### Required action:
Each line from the start of the records through the line containing "form available for" is to be transcribed exactly, and no other line is to be included.

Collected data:
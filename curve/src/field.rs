//! Arithmetic in GF(q), q = 2^255 - 19.
//!
//! Elements are kept fully reduced in `[0, q)`. Inversion uses the extended
//! Euclidean algorithm and square roots use the closed form available for
//! primes with q = 5 (mod 8).

use core::fmt::{self, Display, Formatter, LowerHex};
use core::ops::{Add, Mul, Neg, Sub};

use num_bigint::{BigInt, BigUint};
use num_traits::{One, Signed, Zero};
use once_cell::sync::Lazy;
use serde::{Deserialize, Serialize};

use crate::constants::{ENCODED_LENGTH, FIELD_PRIME, SQRT_M1};
use crate::errors::CurveError;

// (q + 3) / 8
static SQRT_EXPONENT: Lazy<BigUint> = Lazy::new(|| (&*FIELD_PRIME + 3u32) >> 3);

/// An element of the prime field GF(2^255 - 19).
#[derive(Clone, Debug, Default, PartialEq, Eq, Hash, PartialOrd, Ord, Serialize, Deserialize)]
#[serde(try_from = "[u8; 32]", into = "[u8; 32]")]
pub struct FieldElement(BigUint);

impl FieldElement {
    pub fn zero() -> Self {
        FieldElement(BigUint::zero())
    }

    pub fn one() -> Self {
        FieldElement(BigUint::one())
    }

    pub fn from_u64(value: u64) -> Self {
        Self::from_biguint(BigUint::from(value))
    }

    /// Reduces an arbitrary non-negative integer modulo q.
    pub fn from_biguint(value: BigUint) -> Self {
        if value < *FIELD_PRIME {
            FieldElement(value)
        } else {
            FieldElement(value % &*FIELD_PRIME)
        }
    }

    /// Decodes a little-endian integer, rejecting values that are not below q.
    pub fn from_bytes_le(bytes: &[u8; 32]) -> Result<Self, CurveError> {
        let value = BigUint::from_bytes_le(bytes);
        if value >= *FIELD_PRIME {
            return Err(CurveError::InvalidEncoding);
        }
        Ok(FieldElement(value))
    }

    /// Little-endian encoding, zero-padded to 32 bytes.
    pub fn to_bytes_le(&self) -> [u8; 32] {
        let mut out = [0u8; ENCODED_LENGTH];
        let bytes = self.0.to_bytes_le();
        out[..bytes.len()].copy_from_slice(&bytes);
        out
    }

    pub fn into_biguint(self) -> BigUint {
        self.0
    }

    pub fn is_zero(&self) -> bool {
        self.0.is_zero()
    }

    /// Parity of the canonical representative, used as the sign bit of encodings.
    pub fn is_odd(&self) -> bool {
        self.0.bit(0)
    }

    pub fn square(&self) -> Self {
        self * self
    }

    pub fn pow(&self, exponent: &BigUint) -> Self {
        FieldElement(self.0.modpow(exponent, &FIELD_PRIME))
    }

    /// Multiplicative inverse; zero has none.
    pub fn invert(&self) -> Result<Self, CurveError> {
        modinv(&BigInt::from(self.0.clone()), &FIELD_PRIME).map(FieldElement)
    }

    /// Even square root, see [`modsqrt`].
    pub fn sqrt(&self) -> Result<Self, CurveError> {
        modsqrt(self)
    }
}

/// Extended Euclidean algorithm.
///
/// Returns `(g, x, y)` with `g = gcd(|a|, |b|)` and `a*x + b*y = g`.
pub fn extended_gcd(a: &BigInt, b: &BigInt) -> (BigInt, BigInt, BigInt) {
    let (mut last_remainder, mut remainder) = (a.abs(), b.abs());
    let (mut x, mut last_x) = (BigInt::zero(), BigInt::one());
    let (mut y, mut last_y) = (BigInt::one(), BigInt::zero());

    while !remainder.is_zero() {
        let quotient = &last_remainder / &remainder;
        let next_remainder = &last_remainder % &remainder;
        last_remainder = core::mem::replace(&mut remainder, next_remainder);

        let next_x = &last_x - &quotient * &x;
        last_x = core::mem::replace(&mut x, next_x);
        let next_y = &last_y - &quotient * &y;
        last_y = core::mem::replace(&mut y, next_y);
    }

    if a.is_negative() {
        last_x = -last_x;
    }
    if b.is_negative() {
        last_y = -last_y;
    }
    (last_remainder, last_x, last_y)
}

/// Inverse of `a` modulo `m`, as the representative in `[0, m)`.
///
/// Fails with [`CurveError::NotInvertible`] when `gcd(a, m) != 1`.
pub fn modinv(a: &BigInt, m: &BigUint) -> Result<BigUint, CurveError> {
    if m.is_zero() {
        return Err(CurveError::NotInvertible);
    }
    let modulus = BigInt::from(m.clone());
    let (g, x, _) = extended_gcd(a, &modulus);
    if !g.is_one() {
        return Err(CurveError::NotInvertible);
    }
    let reduced = ((x % &modulus) + &modulus) % &modulus;
    Ok(reduced.magnitude().clone())
}

/// Square root modulo q = 2^255 - 19.
///
/// As q = 5 (mod 8), a root of `x2` is either `x2^((q+3)/8)` or that value
/// times `sqrt(-1)`. The even one of the two roots is returned.
pub fn modsqrt(x2: &FieldElement) -> Result<FieldElement, CurveError> {
    let mut x = x2.pow(&SQRT_EXPONENT);
    if x.square() != *x2 {
        x = x * &*SQRT_M1;
        if x.square() != *x2 {
            return Err(CurveError::NotSquare);
        }
    }
    if x.is_odd() {
        x = -x;
    }
    Ok(x)
}

impl<'a> Add<&'a FieldElement> for &FieldElement {
    type Output = FieldElement;

    fn add(self, rhs: &'a FieldElement) -> FieldElement {
        FieldElement::from_biguint(&self.0 + &rhs.0)
    }
}

impl<'a> Sub<&'a FieldElement> for &FieldElement {
    type Output = FieldElement;

    fn sub(self, rhs: &'a FieldElement) -> FieldElement {
        FieldElement::from_biguint(&self.0 + &*FIELD_PRIME - &rhs.0)
    }
}

impl<'a> Mul<&'a FieldElement> for &FieldElement {
    type Output = FieldElement;

    fn mul(self, rhs: &'a FieldElement) -> FieldElement {
        FieldElement::from_biguint(&self.0 * &rhs.0)
    }
}

impl Neg for &FieldElement {
    type Output = FieldElement;

    fn neg(self) -> FieldElement {
        if self.0.is_zero() {
            return FieldElement::zero();
        }
        FieldElement(&*FIELD_PRIME - &self.0)
    }
}

impl Neg for FieldElement {
    type Output = FieldElement;

    fn neg(self) -> FieldElement {
        -&self
    }
}

// Pass-by-value variants of the reference implementations above.
macro_rules! forward_binop {
    ($imp:ident, $method:ident) => {
        impl $imp<FieldElement> for FieldElement {
            type Output = FieldElement;

            #[inline]
            fn $method(self, rhs: FieldElement) -> FieldElement {
                (&self).$method(&rhs)
            }
        }

        impl<'a> $imp<&'a FieldElement> for FieldElement {
            type Output = FieldElement;

            #[inline]
            fn $method(self, rhs: &'a FieldElement) -> FieldElement {
                (&self).$method(rhs)
            }
        }

        impl $imp<FieldElement> for &FieldElement {
            type Output = FieldElement;

            #[inline]
            fn $method(self, rhs: FieldElement) -> FieldElement {
                self.$method(&rhs)
            }
        }
    };
}

forward_binop!(Add, add);
forward_binop!(Sub, sub);
forward_binop!(Mul, mul);

impl TryFrom<[u8; 32]> for FieldElement {
    type Error = CurveError;

    fn try_from(bytes: [u8; 32]) -> Result<Self, Self::Error> {
        FieldElement::from_bytes_le(&bytes)
    }
}

impl From<FieldElement> for [u8; 32] {
    fn from(element: FieldElement) -> Self {
        element.to_bytes_le()
    }
}

impl LowerHex for FieldElement {
    fn fmt(&self, f: &mut Formatter<'_>) -> fmt::Result {
        LowerHex::fmt(&self.0, f)
    }
}

impl Display for FieldElement {
    fn fmt(&self, f: &mut Formatter<'_>) -> fmt::Result {
        write!(f, "{:#x}", self.0)
    }
}

#[cfg(test)]
mod tests {
    use super::*;

    fn int(v: i64) -> BigInt {
        BigInt::from(v)
    }

    #[test]
    fn test_extended_gcd_identity() {
        let (g, x, y) = extended_gcd(&int(240), &int(46));
        assert_eq!(g, int(2));
        assert_eq!(int(240) * x + int(46) * y, g);
    }

    #[test]
    fn test_modinv_small() {
        assert_eq!(modinv(&int(3), &BigUint::from(7u32)), Ok(BigUint::from(5u32)));
        assert_eq!(modinv(&int(-3), &BigUint::from(7u32)), Ok(BigUint::from(2u32)));
    }

    #[test]
    fn test_modinv_not_coprime() {
        assert_eq!(
            modinv(&int(6), &BigUint::from(9u32)),
            Err(CurveError::NotInvertible)
        );
        assert_eq!(
            modinv(&int(0), &FIELD_PRIME),
            Err(CurveError::NotInvertible)
        );
    }

    #[test]
    fn test_invert_roundtrip() {
        let a = FieldElement::from_u64(121666);
        let inv = a.invert().expect("nonzero");
        assert_eq!(a * inv, FieldElement::one());
        assert_eq!(FieldElement::zero().invert(), Err(CurveError::NotInvertible));
    }

    #[test]
    fn test_sub_wraps() {
        let a = FieldElement::from_u64(3);
        let b = FieldElement::from_u64(5);
        assert_eq!(&a - &b, -FieldElement::from_u64(2));
    }

    #[test]
    fn test_modsqrt_returns_even_root() {
        for v in [4u64, 9, 16, 25, 486662, 1 << 40] {
            let square = FieldElement::from_u64(v).square();
            let root = modsqrt(&square).expect("square");
            assert!(!root.is_odd());
            assert_eq!(root.square(), square);
        }
    }

    #[test]
    fn test_modsqrt_uses_sqrt_m1_branch() {
        // -1 is a square because q = 1 (mod 4); its root needs the i branch.
        let minus_one = -FieldElement::one();
        let root = modsqrt(&minus_one).expect("square");
        assert_eq!(root.square(), minus_one);
        assert!(!root.is_odd());
    }

    #[test]
    fn test_modsqrt_non_residue() {
        // 2 is a non-residue since q = 5 (mod 8).
        assert_eq!(
            modsqrt(&FieldElement::from_u64(2)),
            Err(CurveError::NotSquare)
        );
    }

    #[test]
    fn test_bytes_roundtrip_and_canonical() {
        let a = FieldElement::from_u64(0x0102_0304);
        let bytes = a.to_bytes_le();
        assert_eq!(&bytes[..4], &[4, 3, 2, 1]);
        assert_eq!(FieldElement::from_bytes_le(&bytes), Ok(a));

        let q_bytes = {
            let mut out = [0u8; 32];
            out.copy_from_slice(&FIELD_PRIME.to_bytes_le());
            out
        };
        assert_eq!(
            FieldElement::from_bytes_le(&q_bytes),
            Err(CurveError::InvalidEncoding)
        );
    }

    #[test]
    fn test_try_from_rejects_unreduced() {
        assert_eq!(
            FieldElement::try_from([0xffu8; 32]),
            Err(CurveError::InvalidEncoding)
        );
        let bytes: [u8; 32] = FieldElement::from_u64(9).into();
        assert_eq!(bytes[0], 9);
    }
}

### Task response:
filename curve/src/field.rs
//! Arithmetic in GF(q), q = 2^255 - 19.
//!
//! Elements are kept fully reduced in `[0, q)`. Inversion uses the extended
//! Euclidean algorithm and square roots use the closed form available for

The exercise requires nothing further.